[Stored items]
//! Background refresh of the admin dashboard summaries.

use std::sync::Arc;
use std::time::Duration;

use chrono::{DateTime, Utc};
use tokio::sync::{Notify, watch};
use tokio::task::JoinHandle;

use bazaar_orders::{AnalyticsSummary, FinancialSummary};

use crate::api::MarketplaceApi;
use crate::config::ClientConfig;
use crate::error::ClientResult;

/// Financial and analytics figures fetched together.
#[derive(Debug, Clone, PartialEq, Eq)]
pub struct DashboardSnapshot {
    pub financial: FinancialSummary,
    pub analytics: AnalyticsSummary,
    pub fetched_at: DateTime<Utc>,
}

/// Re-fetches the summaries on an interval and publishes them through a
/// watch channel. A failed fetch is logged and the previous snapshot stays.
pub struct DashboardPoller {
    api: Arc<dyn MarketplaceApi>,
    interval: Duration,
}

impl DashboardPoller {
    pub fn new(api: Arc<dyn MarketplaceApi>, interval: Duration) -> Self {
        Self { api, interval }
    }

    pub fn from_config(api: Arc<dyn MarketplaceApi>, config: &ClientConfig) -> Self {
        Self::new(api, config.dashboard_refresh)
    }

    pub async fn fetch(api: &dyn MarketplaceApi) -> ClientResult<DashboardSnapshot> {
        let (financial, analytics) =
            tokio::try_join!(api.financial_summary(), api.analytics_summary())?;
        Ok(DashboardSnapshot {
            financial,
            analytics,
            fetched_at: Utc::now(),
        })
    }

    /// Start polling. The first fetch happens immediately.
    pub fn spawn(self) -> DashboardHandle {
        let (tx, rx) = watch::channel(None);
        let refresh = Arc::new(Notify::new());
        let shutdown = Arc::new(Notify::new());

        let task = {
            let refresh = refresh.clone();
            let shutdown = shutdown.clone();
            tokio::spawn(async move {
                tracing::info!(interval_secs = self.interval.as_secs(), "dashboard poller started");

                let mut ticker = tokio::time::interval(self.interval);
                ticker.set_missed_tick_behavior(tokio::time::MissedTickBehavior::Skip);

                loop {
                    tokio::select! {
                        _ = shutdown.notified() => break,
                        _ = refresh.notified() => {
                            tracing::debug!("manual dashboard refresh");
                        }
                        _ = ticker.tick() => {}
                    }

                    match Self::fetch(self.api.as_ref()).await {
                        Ok(snapshot) => {
                            tx.send_replace(Some(snapshot));
                        }
                        Err(e) => {
                            tracing::warn!(
                                error = %e,
                                "dashboard refresh failed; keeping previous snapshot"
                            );
                        }
                    }
                }

                tracing::info!("dashboard poller stopped");
            })
        };

        DashboardHandle {
            snapshots: rx,
            refresh,
            shutdown,
            task,
        }
    }
}

/// Handle to a running [`DashboardPoller`].
pub struct DashboardHandle {
    snapshots: watch::Receiver<Option<DashboardSnapshot>>,
    refresh: Arc<Notify>,
    shutdown: Arc<Notify>,
    task: JoinHandle<()>,
}

impl DashboardHandle {
    pub fn subscribe(&self) -> watch::Receiver<Option<DashboardSnapshot>> {
        self.snapshots.clone()
    }

    pub fn latest(&self) -> Option<DashboardSnapshot> {
        self.snapshots.borrow().clone()
    }

    /// Fetch now instead of waiting for the next tick.
    pub fn refresh(&self) {
        self.refresh.notify_one();
    }

    /// Stop the poller and wait for it to exit.
    pub async fn shutdown(self) {
        self.shutdown.notify_one();
        if let Err(e) = self.task.await {
            tracing::warn!(error = %e, "dashboard poller task failed");
        }
    }
}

## What is being asked
Search the entries for the string "ticker" and return each line where it turns up.

## Response
                let mut ticker = tokio::time::interval(self.interval);
                ticker.set_missed_tick_behavior(tokio::time::MissedTickBehavior::Skip);
                        _ = ticker.tick() => {}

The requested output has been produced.